// Copyright (c) 2025 Jonathan Fontanez
// SPDX-License-Identifier: BUSL-1.1

//! EGL context management on the engine's display.

use std::ffi::c_void;

use khronos_egl as egl;

use crate::core::error::{CameraError, Result};
use crate::core::gpu::GraphicsApi;
use crate::core::handles::GlContextHandle;

type EglInstance = egl::DynamicInstance<egl::EGL1_4>;

// EGL_KHR_create_context
const EGL_OPENGL_ES3_BIT_KHR: egl::Int = 0x0040;
const EGL_CONTEXT_MAJOR_VERSION_KHR: egl::Int = 0x3098;
const EGL_CONTEXT_MINOR_VERSION_KHR: egl::Int = 0x30FB;

const CONFIG_ATTRIBS: [egl::Int; 15] = [
    egl::RENDERABLE_TYPE,
    EGL_OPENGL_ES3_BIT_KHR,
    egl::BLUE_SIZE,
    8,
    egl::GREEN_SIZE,
    8,
    egl::RED_SIZE,
    8,
    egl::ALPHA_SIZE,
    8,
    egl::DEPTH_SIZE,
    16,
    egl::STENCIL_SIZE,
    8,
    egl::NONE,
];

const CONTEXT_ATTRIBS: [egl::Int; 5] = [
    EGL_CONTEXT_MAJOR_VERSION_KHR,
    3,
    EGL_CONTEXT_MINOR_VERSION_KHR,
    0,
    egl::NONE,
];

/// `libEGL.so` loaded at runtime, bound to one display.
pub struct EglGraphics {
    egl: EglInstance,
    display: egl::Display,
    config: egl::Config,
}

// EGLDisplay and EGLConfig are process-wide handles; EGL calls on them are
// thread-safe. Context currency is per-thread and handled by EGL itself.
unsafe impl Send for EglGraphics {}
unsafe impl Sync for EglGraphics {}

impl EglGraphics {
    /// Load EGL and pick an ES3 config on the current display (the default
    /// display when nothing is current).
    pub fn load() -> Result<Self> {
        let egl = unsafe { EglInstance::load_required() }.map_err(|e| {
            CameraError::PlatformUnsupported(format!("Unable to load libEGL: {}", e))
        })?;

        let display = match egl.get_current_display() {
            Some(display) => display,
            None => {
                let display = unsafe { egl.get_display(egl::DEFAULT_DISPLAY) }.ok_or_else(|| {
                    CameraError::ContextCreationFailed("No default EGL display".into())
                })?;
                egl.initialize(display).map_err(|e| {
                    CameraError::ContextCreationFailed(format!("eglInitialize failed: {}", e))
                })?;
                display
            }
        };

        let config = egl
            .choose_first_config(display, &CONFIG_ATTRIBS)
            .map_err(|e| {
                CameraError::ContextCreationFailed(format!("eglChooseConfig failed: {}", e))
            })?
            .ok_or_else(|| {
                CameraError::ContextCreationFailed("No RGBA8888 ES3 EGL config".into())
            })?;

        tracing::debug!("Camera: EGL display {:?}", display.as_ptr());

        Ok(Self {
            egl,
            display,
            config,
        })
    }

    pub fn display_ptr(&self) -> *mut c_void {
        self.display.as_ptr()
    }

    /// Extension or core entry point by name.
    pub fn get_proc_address(&self, name: &str) -> Option<extern "system" fn()> {
        self.egl.get_proc_address(name)
    }
}

fn to_handle(context: egl::Context) -> GlContextHandle {
    GlContextHandle::from_raw(context.as_ptr() as usize)
}

fn from_handle(handle: GlContextHandle) -> egl::Context {
    unsafe { egl::Context::from_ptr(handle.as_raw() as egl::EGLContext) }
}

impl GraphicsApi for EglGraphics {
    fn current_context(&self) -> Option<GlContextHandle> {
        self.egl.get_current_context().map(to_handle)
    }

    fn create_shared_context(
        &self,
        share_with: Option<GlContextHandle>,
    ) -> Result<GlContextHandle> {
        let context = self
            .egl
            .create_context(
                self.display,
                self.config,
                share_with.map(from_handle),
                &CONTEXT_ATTRIBS,
            )
            .map_err(|e| {
                CameraError::ContextCreationFailed(format!("eglCreateContext failed: {}", e))
            })?;
        Ok(to_handle(context))
    }

    fn make_current(&self, context: Option<GlContextHandle>) -> Result<()> {
        // No surfaces: the bridge only renders into framebuffer objects.
        self.egl
            .make_current(self.display, None, None, context.map(from_handle))
            .map_err(|e| CameraError::ContextSwitchFailed(format!("eglMakeCurrent failed: {}", e)))
    }

    fn destroy_context(&self, context: GlContextHandle) -> Result<()> {
        self.egl
            .destroy_context(self.display, from_handle(context))
            .map_err(|e| CameraError::Gpu(format!("eglDestroyContext failed: {}", e)))
    }
}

--------------------------------------------------

Exercise description:
Figure out how many lines of the material above hold the word "ContextCreationFailed", and answer with that number only.

Response to this task:
5